La Turquie, sa position géostratégique sur les deux rives qui séparent l’Europe et l’Asie par le biais du Bosphore ou détroit des Dardanelles, voie maritime stratégique de la plus haute importance, fait de ce pays, nourri de nostalgie et de fantasmes de l’histoire de son ex-empire ottoman, un acteur important au carrefour des grandes civilisations d’hier et des puissances d’aujourd’hui. Un siècle après son déclin, cet empire qui s’étendait jadis au Moyen-Orient, en Afrique du Nord mais aussi dans le centre de l’Europe où il s’arrêta aux portes de Vienne, ce passé prestigieux lui sert de moteur à ses ambitions.
L’Occident, qui l’a dépossédé de son empire au début du XXe siècle, l’intégra dans l’OTAN et «l’utilisa» pour surveiller le flanc sud de l’ex-URSS, communiste à l’époque. Avec ces atouts politiques et son adhésion à une alliance militaire, il émergea peu à peu en puissance économique qui attira le regard de l’Europe qui lui ouvrit la porte d’une possible adhésion à l’Union européenne. L’Europe était pour la Turquie un grand marché idéal pour vendre ses gadgets. Quand elle mit le doigt dans l’engrenage de l’occupation de Chypre, la porte de l’UE se referma. Vint au pouvoir Erdogan qui, copain des Frères musulmans, se tourna alors vers le monde arabe et s’appuya sur le Qatar. Sauf que les «frérots» ont une histoire et ne sont pas en odeur de sainteté dans le royaume wahabite. Idem avec l’Egypte de Nasser qui laissa en héritage son opposition allergique aux «frérots». L’Egypte, fruit de la Nahda (renaissance) dans le monde arabe, ne voulait pas voiler les femmes du pays. L’histoire a retenu l’éclat de rire de Nasser qui rejeta la prétention des «frérots» à voiler les femmes. Le rire de Nasser traça symboliquement une frontière entre le nationalisme et l’islamisme politique.

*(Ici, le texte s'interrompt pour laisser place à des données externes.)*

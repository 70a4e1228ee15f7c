//! Cloud Text-to-Speech engine
//!
//! Takes one SSML document per request and returns the LINEAR16 WAV bytes
//! the service produces, untouched.

use async_trait::async_trait;
use base64::Engine as _;
use base64::engine::general_purpose::STANDARD;
use log::debug;
use reqwest::Client;
use serde::{Deserialize, Serialize};
use std::time::Duration;

use super::{error_from_response, request_error};
use crate::config::EngineSettings;
use crate::engine::{InputFormat, SpeechEngine};
use crate::error::{Result, TtsError};

const CLOUD_TTS_URL: &str = "https://texttospeech.googleapis.com/v1/text:synthesize";
const REQUEST_TIMEOUT: Duration = Duration::from_secs(30);
const ENGINE_NAME: &str = "Cloud TTS";

/// Engine for Cloud TTS voices (SSML input, WAV output)
pub struct CloudTtsEngine {
    api_key: String,
    endpoint: String,
    voice: VoiceSelection,
    audio_config: AudioConfig,
    client: Client,
}

impl CloudTtsEngine {
    /// Create a new Cloud TTS engine for one voice
    pub fn new(api_key: String, voice_name: &str, settings: &EngineSettings) -> Self {
        Self {
            api_key,
            endpoint: CLOUD_TTS_URL.to_string(),
            voice: VoiceSelection {
                language_code: settings.language_code.clone(),
                name: voice_name.to_string(),
            },
            audio_config: AudioConfig {
                audio_encoding: "LINEAR16".to_string(),
                speaking_rate: settings.speaking_rate,
                pitch: settings.pitch,
                sample_rate_hertz: settings.sample_rate_hertz,
            },
            client: Client::new(),
        }
    }

    /// Send requests somewhere other than the public endpoint
    pub fn with_endpoint(mut self, endpoint: &str) -> Self {
        self.endpoint = endpoint.to_string();
        self
    }

    fn request_body<'a>(&'a self, ssml: &'a str) -> SynthesizeRequest<'a> {
        SynthesizeRequest {
            input: SynthesisInput { ssml },
            voice: &self.voice,
            audio_config: &self.audio_config,
        }
    }
}

// Cloud TTS request/response types

#[derive(Debug, Serialize)]
#[serde(rename_all = "camelCase")]
struct SynthesizeRequest<'a> {
    input: SynthesisInput<'a>,
    voice: &'a VoiceSelection,
    audio_config: &'a AudioConfig,
}

#[derive(Debug, Serialize)]
struct SynthesisInput<'a> {
    ssml: &'a str,
}

#[derive(Debug, Clone, Serialize)]
#[serde(rename_all = "camelCase")]
struct VoiceSelection {
    language_code: String,
    name: String,
}

#[derive(Debug, Clone, Serialize)]
#[serde(rename_all = "camelCase")]
struct AudioConfig {
    audio_encoding: String,
    speaking_rate: f32,
    pitch: f32,
    sample_rate_hertz: u32,
}

#[derive(Debug, Deserialize)]
#[serde(rename_all = "camelCase")]
struct SynthesizeResponse {
    #[serde(default)]
    audio_content: String,
}

/// Decode the WAV bytes out of a successful response body.
fn parse_response(body: &str) -> Result<Vec<u8>> {
    let response: SynthesizeResponse = serde_json::from_str(body)
        .map_err(|e| TtsError::InvalidResponse(format!("{} response: {}", ENGINE_NAME, e)))?;

    if response.audio_content.is_empty() {
        return Err(TtsError::EmptyAudio {
            engine: ENGINE_NAME,
        });
    }

    Ok(STANDARD.decode(response.audio_content)?)
}

#[async_trait]
impl SpeechEngine for CloudTtsEngine {
    async fn synthesize_one(&self, unit: &str) -> Result<Vec<u8>> {
        let response = self
            .client
            .post(&self.endpoint)
            .query(&[("key", &self.api_key)])
            .timeout(REQUEST_TIMEOUT)
            .json(&self.request_body(unit))
            .send()
            .await
            .map_err(request_error)?;

        if !response.status().is_success() {
            return Err(error_from_response(response, ENGINE_NAME).await);
        }

        let body = response.text().await.map_err(request_error)?;
        let audio = parse_response(&body)?;
        debug!("{}: received {} bytes of audio", ENGINE_NAME, audio.len());
        Ok(audio)
    }

    fn input_format(&self) -> InputFormat {
        InputFormat::Ssml
    }

    fn name(&self) -> &'static str {
        ENGINE_NAME
    }
}

#[cfg(test)]
mod tests {
    use super::*;
    use serde_json::json;

    fn engine() -> CloudTtsEngine {
        let settings = EngineSettings::default()
            .with_speaking_rate(1.1)
            .with_pitch(0.5);
        CloudTtsEngine::new("key".to_string(), "en-US-Studio-Q", &settings)
    }

    #[test]
    fn test_request_body_shape() {
        let engine = engine();
        let body = serde_json::to_value(engine.request_body("<speak>Hi</speak>")).unwrap();
        assert_eq!(
            body,
            json!({
                "input": {"ssml": "<speak>Hi</speak>"},
                "voice": {"languageCode": "en-US", "name": "en-US-Studio-Q"},
                "audioConfig": {
                    "audioEncoding": "LINEAR16",
                    "speakingRate": 1.1f32,
                    "pitch": 0.5,
                    "sampleRateHertz": 24000
                }
            })
        );
    }

    #[test]
    fn test_parse_response_decodes_audio() {
        let body = json!({"audioContent": STANDARD.encode(b"RIFF....WAVE")}).to_string();
        assert_eq!(parse_response(&body).unwrap(), b"RIFF....WAVE");
    }

    #[test]
    fn test_parse_response_empty_audio() {
        let err = parse_response(r#"{"audioContent": ""}"#).unwrap_err();
        assert!(matches!(err, TtsError::EmptyAudio { .. }));

        let err = parse_response("{}").unwrap_err();
        assert!(matches!(err, TtsError::EmptyAudio { .. }));
    }

    #[test]
    fn test_parse_response_malformed() {
        let err = parse_response("not json").unwrap_err();
        assert!(matches!(err, TtsError::InvalidResponse(_)));

        let err = parse_response(r#"{"audioContent": "%%%"}"#).unwrap_err();
        assert!(matches!(err, TtsError::Decode(_)));
    }

    #[test]
    fn test_engine_metadata() {
        let engine = engine().with_endpoint("http://localhost:9999/synthesize");
        assert_eq!(engine.endpoint, "http://localhost:9999/synthesize");
        assert_eq!(engine.input_format(), InputFormat::Ssml);
        assert_eq!(engine.name(), "Cloud TTS");
    }
}
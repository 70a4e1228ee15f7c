//! Remote text-to-speech client library for the storyteller workspace
//!
//! Provides one interface over two engines:
//! - Cloud TTS (SSML in, WAV out)
//! - Gemini speech generation (plain text in, PCM wrapped as WAV out)
//!
//! Units are synthesized strictly one after another, paced to stay under the
//! engine's per-minute quota, with a single retry per unit.

pub mod config;
pub mod engine;
pub mod error;
pub mod providers;
pub mod voices;

pub use config::EngineSettings;
pub use engine::{InputFormat, Pacing, ProgressFn, SpeechEngine};
pub use error::{Result, TtsError};
pub use providers::{CloudTtsEngine, GeminiEngine, MockEngine, create_engine, pcm_to_wav};
pub use voices::{DEFAULT_VOICE, EngineKind, Voice, VoiceCategory, find_voice};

Rejeté par l’Europe, tenu à bonne distance au Moyen-Orient, Erdogan profita de la guerre en Syrie pour devenir un acteur décidé à assouvir à la fois sa nostalgie du passé et conquérir des marchés pour son économie. Il se heurta dans cette région à des Etats (Syrie et Irak), à leurs populations qui n’ont pas la mémoire courte. Il aggrava son cas en voulant plaire à la fois aux Américains et aux Russes, deux grandes puissances étrangères installées avec armes et bagages au Moyen-Orient. Membre de l’OTAN, la Turquie d’Erdogan fait amie avec la Russie et lui acheta des S 400 défense aérienne sophistiquée.
Les Etats-Unis devinrent rouges et tentèrent du reste de se débarrasser de lui déjà en 2016. Il échappa au «vilain» coup d’Etat américain grâce aux Russes qui l’ont averti à temps alors qu’il passait ses vacances loin de sa capitale. Sa folie des grandeurs l’entraîna à entrer en guerre en Syrie pour régler des comptes avec les Kurdes et espérer effacer une fois pour toutes le contentieux historique avec la Syrie dont il occupe un morceau de territoire avec la complicité de la France à la chute de l’empire ottoman. Il entre en Irak, toujours obsédé par les Kurdes, et ne veut plus en sortir. Dernièrement, il aida l’Azerbaïdjan à vaincre l’Arménie dans le contentieux frontalier qui oppose ces deux pays. Et son escapade un peu trop téméraire le poussa à traverser la Méditerranée et s’installer en Libye. A chaque entrée dans un de ces pays, il se crée des ennemis avec les populations et leurs Etats. Des puissances comme la Russie, la Grèce, la France qui ont des intérêts stratégiques et pétroliers s’opposèrent à son escapade en Libye pour accaparer le pétrole en Méditerranée orientale.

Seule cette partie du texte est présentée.